Das Protestnetzwerk "Leipzig nimmt Platz" gibt es bereits seit 2009. Seitdem stellen sich die Teilnehmenden rechten Aufmärschen entgegen. "Hier in Leipzig waren wir zwei Jahre lang wöchentlich gegen Legida, also den Leipziger Ableger von Pegida, auf der Straße", sagt Irena Rudolph-Kokot, Sprecherin des Netzwerks. Aber auch gegen die Querdenkerbewegung, die immer wieder Leipzig als Bühne ihres Protestes nutzt, mobilisiert das Netzwerk.
Irena Rudolph-Kokot bei einer Versammlung gegen die illegalen Corona-Proteste.Bild: dpa / Jan Woitas
"Wir fahren aber auch in andere Städte in Sachsen, wenn dort rechte Aufmärsche sind", sagt Rudolph-Kokot. So zum Beispiel regelmäßig am 13. Februar nach Dresden – am Jahrestag der Bombardierung, an dem traditionell viele Neonazis und Rechtsradikale durch die sächsische Landeshauptstadt marschieren. Aber auch in kleinere Städte im Freistaat oder ins nahegelegene Halle in Sachsen-Anhalt.
Manchmal aber fahre das Netzwerk gar nicht weg und zeige trotzdem Gesicht. So zum Beispiel in Zwönitz im Erzgebirge: "Wir haben im vergangenen Jahr die Berichte gesehen, dass die Coronaleugner dort einfach so laufen konnten. Deshalb haben wir dort Versammlungen angemeldet", sagt Rudolph-Kokot. Das Netzwerk fuhr nicht nach Zwönitz und sagte die Versammlungen kurzfristig ab. Die Polizei, die die angemeldeten Versammlungen hätte begleiten sollen, war trotzdem vor Ort. Laut der "Freien Presse" konnten mehrere Protestmarsch-Gruppierungen an diesem Abend gestoppt werden.

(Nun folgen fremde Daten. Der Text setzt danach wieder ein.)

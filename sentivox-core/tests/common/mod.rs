//! Shared fixtures for the integration tests
//!
//! `ScriptedAuth` answers every service call from a script the test controls.
//! Session checks can be held back with `hold_session_checks` so a test can
//! observe the optimistic state before the server answers.
//!
//! `CountingStore` and `CountingNavigator` record every call they receive, so
//! a test can tell one request from two identical ones.

#![allow(dead_code)]

use std::collections::HashMap;
use std::sync::atomic::{AtomicUsize, Ordering};
use std::sync::{Arc, Mutex};

use async_trait::async_trait;
use tokio::sync::Semaphore;

use sentivox_core::adapters::{MemorySink, MemoryStore};
use sentivox_core::config::Config;
use sentivox_core::domain::result::Result;
use sentivox_core::domain::SessionCheck;
use sentivox_core::ports::{AuthService, KeyValueStore, Navigator};
use sentivox_core::services::{IdentityCache, RouteGuard, SessionController};
use sentivox_core::{Error, Identity, Role, Route, SentivoxContext};

#[derive(Debug, Clone)]
pub enum Reply {
    User(Identity),
    NotAuthenticated,
    Offline,
}

pub struct ScriptedAuth {
    session: Mutex<Reply>,
    login: Mutex<Reply>,
    token_valid: Mutex<Option<bool>>,
    reset_refusal: Mutex<Option<String>>,
    gate: Option<Semaphore>,
    pub session_checks: AtomicUsize,
    pub verifications: AtomicUsize,
    pub submissions: AtomicUsize,
    pub recovery_requests: AtomicUsize,
}

impl ScriptedAuth {
    pub fn new(session: Reply) -> Self {
        Self {
            session: Mutex::new(session),
            login: Mutex::new(Reply::NotAuthenticated),
            token_valid: Mutex::new(Some(true)),
            reset_refusal: Mutex::new(None),
            gate: None,
            session_checks: AtomicUsize::new(0),
            verifications: AtomicUsize::new(0),
            submissions: AtomicUsize::new(0),
            recovery_requests: AtomicUsize::new(0),
        }
    }

    /// Session checks wait for `release_session_check`
    pub fn hold_session_checks(mut self) -> Self {
        self.gate = Some(Semaphore::new(0));
        self
    }

    pub fn release_session_check(&self) {
        if let Some(gate) = &self.gate {
            gate.add_permits(1);
        }
    }

    pub fn answer_login(&self, reply: Reply) {
        *self.login.lock().unwrap() = reply;
    }

    /// `None` makes verification fail in transport
    pub fn answer_verification(&self, valid: Option<bool>) {
        *self.token_valid.lock().unwrap() = valid;
    }

    pub fn refuse_reset(&self, reason: &str) {
        *self.reset_refusal.lock().unwrap() = Some(reason.to_string());
    }

    fn answer(reply: Reply) -> Result<SessionCheck> {
        match reply {
            Reply::User(identity) => Ok(SessionCheck::Authenticated(identity)),
            Reply::NotAuthenticated => Ok(SessionCheck::NotAuthenticated),
            Reply::Offline => Err(Error::network("Unable to connect to the Sentivox server")),
        }
    }
}

#[async_trait]
impl AuthService for ScriptedAuth {
    async fn session_check(&self) -> Result<SessionCheck> {
        self.session_checks.fetch_add(1, Ordering::SeqCst);
        if let Some(gate) = &self.gate {
            if let Ok(permit) = gate.acquire().await {
                permit.forget();
            }
        }
        let reply = self.session.lock().unwrap().clone();
        Self::answer(reply)
    }

    async fn login(&self, _email: &str, _password: Option<&str>) -> Result<Identity> {
        let reply = self.login.lock().unwrap().clone();
        match Self::answer(reply)? {
            SessionCheck::Authenticated(identity) => Ok(identity),
            SessionCheck::NotAuthenticated => {
                Err(Error::authentication("Invalid email or password"))
            }
        }
    }

    async fn logout(&self) -> Result<()> {
        Ok(())
    }

    async fn request_recovery(&self, _email: &str) -> Result<()> {
        self.recovery_requests.fetch_add(1, Ordering::SeqCst);
        Ok(())
    }

    async fn verify_recovery_token(&self, _token: &str, _email: &str) -> Result<bool> {
        self.verifications.fetch_add(1, Ordering::SeqCst);
        let answer = *self.token_valid.lock().unwrap();
        answer.ok_or_else(|| Error::network("Unable to connect to the Sentivox server"))
    }

    async fn submit_recovery(&self, _email: &str, _token: &str, _pw: &str) -> Result<()> {
        self.submissions.fetch_add(1, Ordering::SeqCst);
        match self.reset_refusal.lock().unwrap().clone() {
            Some(reason) => Err(Error::rejected(reason)),
            None => Ok(()),
        }
    }
}

/// [`MemoryStore`] that counts removals per key
#[derive(Default)]
pub struct CountingStore {
    inner: MemoryStore,
    removals: Mutex<HashMap<String, usize>>,
}

impl CountingStore {
    pub fn removals(&self, key: &str) -> usize {
        self.removals.lock().unwrap().get(key).copied().unwrap_or(0)
    }
}

impl KeyValueStore for CountingStore {
    fn get(&self, key: &str) -> Result<Option<String>> {
        self.inner.get(key)
    }

    fn set(&self, key: &str, value: &str) -> Result<()> {
        self.inner.set(key, value)
    }

    fn remove(&self, key: &str) -> Result<()> {
        *self
            .removals
            .lock()
            .unwrap()
            .entry(key.to_string())
            .or_default() += 1;
        self.inner.remove(key)
    }
}

/// [`Navigator`] that keeps every request, repeats included
#[derive(Default)]
pub struct CountingNavigator {
    calls: Mutex<Vec<Route>>,
}

impl CountingNavigator {
    pub fn calls(&self) -> Vec<Route> {
        self.calls.lock().unwrap().clone()
    }
}

impl Navigator for CountingNavigator {
    fn navigate(&self, route: Route) {
        self.calls.lock().unwrap().push(route);
    }
}

/// A controller and guard reporting to a [`CountingNavigator`]
pub struct Observed {
    pub session: Arc<SessionController>,
    pub guard: RouteGuard,
    pub navigator: Arc<CountingNavigator>,
}

pub struct Fixture {
    pub auth: Arc<ScriptedAuth>,
    pub store: Arc<CountingStore>,
    pub sink: Arc<MemorySink>,
    pub context: SentivoxContext,
}

impl Fixture {
    pub fn new(auth: ScriptedAuth) -> Self {
        let auth = Arc::new(auth);
        let store = Arc::new(CountingStore::default());
        let sink = Arc::new(MemorySink::new());
        let context = SentivoxContext::from_parts(
            Config::default(),
            store.clone(),
            auth.clone(),
            sink.clone(),
        );
        Self {
            auth,
            store,
            sink,
            context,
        }
    }

    /// Seed the identity cache as a previous load would have left it
    pub fn with_cached(self, identity: &Identity) -> Self {
        self.cache().write(identity).unwrap();
        self
    }

    pub fn cache(&self) -> IdentityCache {
        IdentityCache::new(self.store.clone())
    }

    pub fn event_names(&self) -> Vec<String> {
        self.sink.names()
    }

    /// A separate controller over the same service, store and log
    pub fn observed(&self) -> Observed {
        let navigator = Arc::new(CountingNavigator::default());
        let session = Arc::new(SessionController::new(
            self.auth.clone(),
            IdentityCache::new(self.store.clone()),
            navigator.clone(),
            self.sink.clone(),
            Config::default().email_policy(),
        ));
        let guard = RouteGuard::new(session.subscribe(), navigator.clone());
        Observed {
            session,
            guard,
            navigator,
        }
    }
}

/// The recruiter used throughout the scenarios
pub fn recruiter() -> Identity {
    Identity::new("u1", "a@esol.com").with_role(Role::Recruiter)
}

Wie auch andere Aktivistinnen und Mitglieder von Bürgerbewegungen ist Rudolph-Kokot der Überzeugung, dass unangenehme Meinungen ausgehalten werden müssen. Ebenso wie Kritik an den Pandemiemaßnahmen. Auch ihr geht es aber darum, wie diese Kritik angebracht wird. "Die Frage ist, ob ich mich von den Freien Sachsen instrumentalisieren lasse", sagt sie.
Ist Sachsen bunt?
Es gibt sie also, die bunte Seite von Sachsen, auch wenn sie in der überregionalen Berichterstattung nicht so oft vorkommt. Wenig überraschend gibt es wie im Rest der Republik auch im Freistaat Menschen, die sich für Demokratie starkmachen. Die sich Rechten und Rechtsextremen in den Weg stellen. Die zeigen, dass eben nicht alle diese Ansichten teilen. Und es gibt Anlaufstellen für Jugendliche, wie in Görlitz oder in Zwönitz. Wo sie gesehen und ernst genommen werden und wo sie die Möglichkeit haben, mitzuwirken.